Exercise: The expected answer is the data below, retyped exactly.

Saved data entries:
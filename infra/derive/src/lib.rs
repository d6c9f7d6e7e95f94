#![allow(unreachable_pub)]

//! # Macros
//!
//! Procedural macros for the stow infrastructure crates.
//!
//! Only one macro lives here today: [`macro@stow_error`], which turns a plain enum into a
//! `thiserror`-backed error type with context support. Consumers must depend on
//! `thiserror` themselves because the expansion refers to `::thiserror::Error`.

mod error;

use proc_macro::TokenStream;
use syn::{DeriveInput, parse_macro_input};

/// Attribute macro for domain error enums.
///
/// # Features
///
/// * **Derives**: injects `#[derive(Debug, thiserror::Error)]` unless already present.
/// * **Context**: generates a companion `<Name>Ext` trait with `.context(...)` for
///   `Result<T, Name>` and for `Result<T, Source>` of every variant wrapping a source.
/// * **Conversions**: `From<Source>` for each variant with a `source` field (or a field
///   marked `#[source]` / `#[from]`), so `?` works on upstream errors.
/// * **Message fallback**: `From<&'static str>` and `From<String>` when an `Internal`
///   variant carrying a `message` field exists.
/// * **`format_context`**: a module-level helper rendering `" (context)"` or nothing,
///   meant to be used from `#[error(...)]` strings.
///
/// # Requirements
///
/// 1. Only enums are accepted.
/// 2. Every variant uses named fields; tuple and unit variants are rejected.
/// 3. A `context` field, when present, must be `Option<Cow<'static, str>>`.
/// 4. Variants with a source must also carry a `context` field.
///
/// # Example
///
/// ```rust,ignore
/// use std::borrow::Cow;
///
/// #[stow_derive::stow_error]
/// pub enum UploadError {
///     #[error("I/O failure{}: {source}", format_context(.context))]
///     Io { source: std::io::Error, context: Option<Cow<'static, str>> },
///
///     #[error("Rejected{}: {message}", format_context(.context))]
///     Rejected { message: Cow<'static, str>, context: Option<Cow<'static, str>> },
/// }
///
/// fn open(path: &std::path::Path) -> Result<std::fs::File, UploadError> {
///     std::fs::File::open(path).context("Opening upload")
/// }
/// ```
#[proc_macro_attribute]
pub fn stow_error(_args: TokenStream, item: TokenStream) -> TokenStream {
    let input = parse_macro_input!(item as DeriveInput);
    error::expand(input).into()
}
use std::borrow::Cow;
use stow_derive::stow_error;

#[stow_error]
pub enum DemoError {
    #[error("IO error{}: {source}", format_context(.context))]
    Io {
        #[source]
        source: std::io::Error,
        context: Option<Cow<'static, str>>,
    },

    #[error("Internal error{}: {message}", format_context(.context))]
    Internal { message: Cow<'static, str>, context: Option<Cow<'static, str>> },
}

fn main() {
    let _: DemoError = "boom".into();
    let _: Result<(), DemoError> = Err(std::io::Error::other("x")).context("reading");
}
#![allow(clippy::print_stdout)]

mod args;
mod commands;
mod config;

use crate::args::{Cli, Command};
use crate::config::{AppConfig, LogSettings, load_config};
use anyhow::Context;
use clap::Parser;
use stow_logger::{LevelFilter, Logger};

#[tokio::main]
async fn main() -> anyhow::Result<()> {
    let cli = Cli::parse();

    let cfg: AppConfig =
        load_config(cli.config.as_deref()).context("Critical: Configuration is malformed")?;
    let _logger = init_logger(&cfg.log, cli.verbose)?;

    match cli.command {
        Command::Save { file, name } => {
            let saved = commands::save(&cfg.storage, &file, name.as_deref()).await?;
            println!("{}", saved.name);
        },
        Command::Sanitize { name } => println!("{}", commands::sanitize_report(&name)),
    }

    Ok(())
}

fn init_logger(settings: &LogSettings, verbose: bool) -> anyhow::Result<Logger> {
    let level = if verbose {
        LevelFilter::DEBUG
    } else {
        settings
            .level
            .parse::<LevelFilter>()
            .with_context(|| format!("Unknown log level '{}'", settings.level))?
    };

    let builder = Logger::builder().name(env!("CARGO_BIN_NAME")).console(true).level(level);
    let logger = match &settings.dir {
        Some(dir) => builder.path(dir).json(settings.json).init()?,
        None => builder.init()?,
    };

    Ok(logger)
}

Exercise answer:
filename infra/derive/src/lib.rs
repository d6c9f7d6e7e95f94
#![allow(unreachable_pub)]

//! # Macros
//!
//! Procedural macros for the stow infrastructure crates.
//!
//! Only one macro lives here today: [`macro@stow_error`], which turns a plain enum into a
//! `thiserror`-backed error type with context support. Consumers must depend on
//! `thiserror` themselves because the expansion refers to `::thiserror::Error`.

mod error;

use proc_macro::TokenStream;
use syn::{DeriveInput, parse_macro_input};

/// Attribute macro for domain error enums.
///
/// # Features
///
/// * **Derives**: injects `#[derive(Debug, thiserror::Error)]` unless already present.
/// * **Context**: generates a companion `<Name>Ext` trait with `.context(...)` for
///   `Result<T, Name>` and for `Result<T, Source>` of every variant wrapping a source.
/// * **Conversions**: `From<Source>` for each variant with a `source` field (or a field
///   marked `#[source]` / `#[from]`), so `?` works on upstream errors.
/// * **Message fallback**: `From<&'static str>` and `From<String>` when an `Internal`
///   variant carrying a `message` field exists.
/// * **`format_context`**: a module-level helper rendering `" (context)"` or nothing,
///   meant to be used from `#[error(...)]` strings.
///
/// # Requirements
///
/// 1. Only enums are accepted.
/// 2. Every variant uses named fields; tuple and unit variants are rejected.
/// 3. A `context` field, when present, must be `Option<Cow<'static, str>>`.
/// 4. Variants with a source must also carry a `context` field.
///
/// # Example
///
/// ```rust,ignore
/// use std::borrow::Cow;
///
/// #[stow_derive::stow_error]
/// pub enum UploadError {
///     #[error("I/O failure{}: {source}", format_context(.context))]
///     Io { source: std::io::Error, context: Option<Cow<'static, str>> },
///
///     #[error("Rejected{}: {message}", format_context(.context))]
///     Rejected { message: Cow<'static, str>, context: Option<Cow<'static, str>> },
/// }
///
/// fn open(path: &std::path::Path) -> Result<std::fs::File, UploadError> {
///     std::fs::File::open(path).context("Opening upload")
/// }
/// ```
#[proc_macro_attribute]
pub fn stow_error(_args: TokenStream, item: TokenStream) -> TokenStream {
    let input = parse_macro_input!(item as DeriveInput);
    error::expand(input).into()
}
use std::borrow::Cow;
use stow_derive::stow_error;

#[stow_error]
pub enum DemoError {
    #[error("IO error{}: {source}", format_context(.context))]
    Io {
        #[source]
        source: std::io::Error,
        context: Option<Cow<'static, str>>,
    },

    #[error("Internal error{}: {message}", format_context(.context))]
    Internal { message: Cow<'static, str>, context: Option<Cow<'static, str>> },
}

fn main() {
    let _: DemoError = "boom".into();
    let _: Result<(), DemoError> = Err(std::io::Error::other("x")).context("reading");
}
#![allow(clippy::print_stdout)]

mod args;
mod commands;
mod config;

use crate::args::{Cli, Command};
use crate::config::{AppConfig, LogSettings, load_config};
use anyhow::Context;
use clap::Parser;
use stow_logger::{LevelFilter, Logger};

#[tokio::main]
async fn main() -> anyhow::Result<()> {
    let cli = Cli::parse();

    let cfg: AppConfig =
        load_config(cli.config.as_deref()).context("Critical: Configuration is malformed")?;
    let _logger = init_logger(&cfg.log, cli.verbose)?;

    match cli.command {
        Command::Save { file, name } => {
            let saved = commands::save(&cfg.storage, &file, name.as_deref()).await?;
            println!("{}", saved.name);
        },
        Command::Sanitize { name } => println!("{}", commands::sanitize_report(&name)),
    }

    Ok(())
}

fn init_logger(settings: &LogSettings, verbose: bool) -> anyhow::Result<Logger> {
    let level = if verbose {
        LevelFilter::DEBUG
    } else {
        settings
            .level
            .parse::<LevelFilter>()
            .with_context(|| format!("Unknown log level '{}'", settings.level))?
    };

    let builder = Logger::builder().name(env!("CARGO_BIN_NAME")).console(true).level(level);
    let logger = match &settings.dir {
        Some(dir) => builder.path(dir).json(settings.json).init()?,
        None => builder.init()?,
    };

    Ok(logger)
}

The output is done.